Emmanuel Fabin, Insurance manager at TSB Bank

How can insurers better support FIs? The market and organisations need to improve.

Professional indemnity has always been a high-profile element of insurance, even before the credit crunch, but it has become a bigger issue since the crisis. Now, the robustness of regulators is increasing, particularly with retrospective analysis of conduct risks (the risks associated with how a firm and its staff conduct themselves). Regulators are looking at issues that do not necessarily reflect the current risk culture and the risk management of FIs, but they are focusing on issues of the past 10 to 15 years.

For large FIs, there is such a large value attached to managing conduct risks, but is there a form of risk mitigation that is useful for large multinationals? [StrategicRISK’s] survey shows that for 40% of FIs, their insurable risks make up between 20% and 30% of their overall exposures.
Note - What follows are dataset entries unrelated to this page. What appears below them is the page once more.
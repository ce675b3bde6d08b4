use rand::Rng;

use crate::error::{Error, Result};

pub const DEFAULT_ALPHABET: &str =
    "abcdefghijklmnopqrstuvwxyzABCDEFGHIJKLMNOPQRSTUVWXYZ0123456789";

const DIGITS: &str = "0123456789";

/// `length` characters drawn independently and uniformly from `alphabet`.
pub fn random_string(length: usize, alphabet: &str) -> Result<String> {
    let symbols: Vec<char> = alphabet.chars().collect();
    if symbols.is_empty() {
        return Err(Error::validation_invalid_argument(
            "alphabet",
            "Alphabet must contain at least one character",
            None,
            None,
        ));
    }

    let mut rng = rand::rng();
    Ok((0..length)
        .map(|_| symbols[rng.random_range(0..symbols.len())])
        .collect())
}

/// Numeric one-time password. Leading zeros are kept; the result is a digit
/// string, not a number.
pub fn generate_otp(length: usize) -> String {
    let digits: Vec<char> = DIGITS.chars().collect();
    let mut rng = rand::rng();
    (0..length)
        .map(|_| digits[rng.random_range(0..digits.len())])
        .collect()
}
use clap::{Args, Subcommand};
use serde_json::json;

use helperkit::defaults;
use helperkit::strings::{self, MaskSpec};

use super::{helper_output, CmdResult, HelperOutput};

#[derive(Args)]
pub struct StringArgs {
    #[command(subcommand)]
    command: StringCommand,
}

#[derive(Subcommand)]
enum StringCommand {
    /// Convert text to a URL slug
    Slug {
        value: String,
        /// Word separator (default from config, usually "-")
        #[arg(long)]
        separator: Option<String>,
    },
    /// Mask everything between the leading and trailing visible windows
    Mask {
        value: String,
        /// Characters kept at the front
        #[arg(long)]
        start: Option<usize>,
        /// Characters kept at the end
        #[arg(long)]
        visible: Option<usize>,
        /// Placeholder character
        #[arg(long)]
        mask_char: Option<char>,
    },
    /// Mask an email address, keeping the last two characters of the local part
    MaskEmail { email: String },
    /// Generate a random string
    Random {
        #[arg(long)]
        length: Option<usize>,
        /// Characters to draw from
        #[arg(long)]
        alphabet: Option<String>,
    },
    /// Generate a numeric one-time password
    Otp {
        #[arg(long)]
        length: Option<usize>,
    },
    /// Cut text to a number of characters and append a suffix
    Truncate {
        value: String,
        #[arg(long)]
        length: Option<usize>,
        #[arg(long)]
        suffix: Option<String>,
    },
    /// Keep the first N words
    LimitWords {
        value: String,
        #[arg(long, default_value_t = 10)]
        limit: usize,
        #[arg(long, default_value = "...")]
        end: String,
    },
    /// camelCase to snake_case
    CamelToSnake { value: String },
    /// snake_case to CamelCase
    SnakeToCamel { value: String },
    /// Initials of a name
    Initials { name: String },
    /// Check whether text is valid JSON
    IsJson { value: String },
    /// List http(s) URLs found in text
    ExtractUrls { value: String },
    /// Remove http(s) URLs from text
    RemoveUrls { value: String },
    /// Remove HTML tags
    StripHtml { value: String },
}

pub fn run(args: StringArgs) -> CmdResult<HelperOutput> {
    let defaults = defaults::load_defaults();

    match args.command {
        StringCommand::Slug { value, separator } => {
            let separator = separator.unwrap_or(defaults.slug_separator);
            helper_output("str.slug", strings::slug(&value, &separator))
        }
        StringCommand::Mask {
            value,
            start,
            visible,
            mask_char,
        } => {
            let spec = MaskSpec::new(
                start.unwrap_or(defaults.mask.start),
                visible.unwrap_or(defaults.mask.visible_length),
                mask_char.unwrap_or(defaults.mask.mask_char),
            );
            helper_output("str.mask", strings::mask(&value, &spec))
        }
        StringCommand::MaskEmail { email } => {
            helper_output("str.mask-email", strings::mask_email(&email))
        }
        StringCommand::Random { length, alphabet } => {
            let length = length.unwrap_or(defaults.random_string_length);
            let alphabet = alphabet.as_deref().unwrap_or(strings::DEFAULT_ALPHABET);
            helper_output("str.random", strings::random_string(length, alphabet)?)
        }
        StringCommand::Otp { length } => {
            let length = length.unwrap_or(defaults.otp_length);
            helper_output("str.otp", strings::generate_otp(length))
        }
        StringCommand::Truncate {
            value,
            length,
            suffix,
        } => {
            let length = length.unwrap_or(defaults.truncate.length);
            let suffix = suffix.unwrap_or(defaults.truncate.suffix);
            helper_output("str.truncate", strings::truncate(&value, length, &suffix))
        }
        StringCommand::LimitWords { value, limit, end } => {
            helper_output("str.limit-words", strings::limit_words(&value, limit, &end))
        }
        StringCommand::CamelToSnake { value } => {
            helper_output("str.camel-to-snake", strings::camel_to_snake(&value))
        }
        StringCommand::SnakeToCamel { value } => {
            helper_output("str.snake-to-camel", strings::snake_to_camel(&value))
        }
        StringCommand::Initials { name } => helper_output("str.initials", strings::initials(&name)),
        StringCommand::IsJson { value } => {
            helper_output("str.is-json", json!({ "valid": strings::is_json(&value) }))
        }
        StringCommand::ExtractUrls { value } => {
            helper_output("str.extract-urls", strings::extract_urls(&value))
        }
        StringCommand::RemoveUrls { value } => {
            helper_output("str.remove-urls", strings::remove_urls(&value))
        }
        StringCommand::StripHtml { value } => {
            helper_output("str.strip-html", strings::strip_html(&value))
        }
    }
}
This could be improved, but it depends on the levels of engagement between a firm’s operational risk function and its insurable risk function and then how it articulates its communication to the insurers.

However, there seems to be a disconnect between insurable and non-insurable risk functions. This is not because risks are non-insurable, but because the language of insurance is often not translated to a language that operational risk personnel understand. The figure of 20% to 30% shows that some FIs are doing this better than others and some are not taking the right approach.